**Task instructions**: Your reply should be a single number, the count of lines in the records that contain "Serialize".

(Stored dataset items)
┌──

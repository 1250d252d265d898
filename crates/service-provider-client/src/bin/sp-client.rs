use clap::{Parser, Subcommand};
use serde::Serialize;
use sp_client::{Address, ClientConfig, Community, SubscriptionTx, TransferFrom};

#[derive(Debug, Parser)]
#[command(name = "sp-client", about = "Query a zkSync subscription Service Provider")]
struct Cli {
    /// Service Provider address. Overrides SERVICE_PROVIDER_URL.
    #[arg(long)]
    url: Option<String>,

    #[command(subcommand)]
    command: Command,
}

#[derive(Debug, Subcommand)]
enum Command {
    /// Address of the genesis (minting source) wallet.
    GenesisWallet,
    IsSubscribed {
        #[arg(long)]
        user: String,
        #[arg(long, env = "COMMUNITY_NAME")]
        community: String,
    },
    GrantedTokens {
        #[arg(long)]
        user: String,
        #[arg(long, env = "COMMUNITY_NAME")]
        community: String,
    },
    /// Request a signature for a prepared transfer-from (JSON).
    MintingSignature {
        #[arg(long)]
        user: String,
        #[arg(long, env = "COMMUNITY_NAME")]
        community: String,
        #[arg(long)]
        minting_tx: String,
    },
    /// Report a subscription batch (JSON array of subscription txs).
    Subscribe {
        #[arg(long)]
        user: String,
        #[arg(long, env = "COMMUNITY_NAME")]
        community: String,
        #[arg(long)]
        subscription_wallet: String,
        #[arg(long)]
        txs: String,
    },
    RelatedCommunities {
        #[arg(long)]
        user: String,
    },
    DeclareCommunity {
        #[arg(long)]
        name: String,
        #[arg(long)]
        token_name: String,
        #[arg(long)]
        token_address: String,
    },
}

#[tokio::main]
async fn main() {
    dotenvy::dotenv().ok();
    tracing_subscriber::fmt()
        .with_env_filter(tracing_subscriber::EnvFilter::from_default_env())
        .with_writer(std::io::stderr)
        .init();

    let cli = Cli::parse();

    if let Err(e) = run(cli).await {
        eprintln!("Error: {e}");
        std::process::exit(1);
    }
}

async fn run(cli: Cli) -> sp_client::Result<()> {
    let mut config = ClientConfig::from_env()?;
    if let Some(url) = cli.url {
        config.service_provider_url = url;
    }
    let provider = config.provider()?;
    let provider = &provider;
    let retry = config.retry;

    tracing::info!(
        url = %provider.transport().address(),
        routing = ?provider.transport().routing(),
        "using service provider"
    );

    match cli.command {
        Command::GenesisWallet => {
            let address = retry.run(move || provider.genesis_wallet_address()).await?;
            print_json(&address)
        }
        Command::IsSubscribed { user, community } => {
            let user = Address::from(user);
            let (user, community) = (&user, community.as_str());
            let status = retry
                .run(move || provider.is_user_subscribed(user, community))
                .await?;
            print_json(&status)
        }
        Command::GrantedTokens { user, community } => {
            let user = Address::from(user);
            let (user, community) = (&user, community.as_str());
            let granted = retry
                .run(move || provider.granted_tokens(user, community))
                .await?;
            print_json(&granted)
        }
        Command::MintingSignature {
            user,
            community,
            minting_tx,
        } => {
            let user = Address::from(user);
            let minting_tx = TransferFrom(serde_json::from_str(&minting_tx)?);
            let (user, community, minting_tx) = (&user, community.as_str(), &minting_tx);
            let signature = retry
                .run(move || provider.get_minting_signature(user, community, minting_tx))
                .await?;
            print_json(&signature)
        }
        Command::Subscribe {
            user,
            community,
            subscription_wallet,
            txs,
        } => {
            let user = Address::from(user);
            let wallet = Address::from(subscription_wallet);
            let txs: Vec<SubscriptionTx> = serde_json::from_str(&txs)?;
            let (user, community, wallet, txs) = (&user, community.as_str(), &wallet, &txs[..]);
            retry
                .run(move || provider.subscribe(user, community, wallet, txs))
                .await?;
            println!("Subscription batch of {} tx(s) reported", txs.len());
            Ok(())
        }
        Command::RelatedCommunities { user } => {
            let user = Address::from(user);
            let user = &user;
            let communities = retry
                .run(move || provider.related_communities(user))
                .await?;
            print_json(&communities)
        }
        Command::DeclareCommunity {
            name,
            token_name,
            token_address,
        } => {
            let community = Community {
                name,
                erc20_token_name: token_name,
                erc20_token_address: Address::from(token_address),
            };
            let community = &community;
            retry
                .run(move || provider.declare_community(community))
                .await?;
            println!("Community '{}' declared", community.name);
            Ok(())
        }
    }
}

fn print_json<T: Serialize>(value: &T) -> sp_client::Result<()> {
    println!("{}", serde_json::to_string_pretty(value)?);
    Ok(())
}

└──

**Exercise response**: 2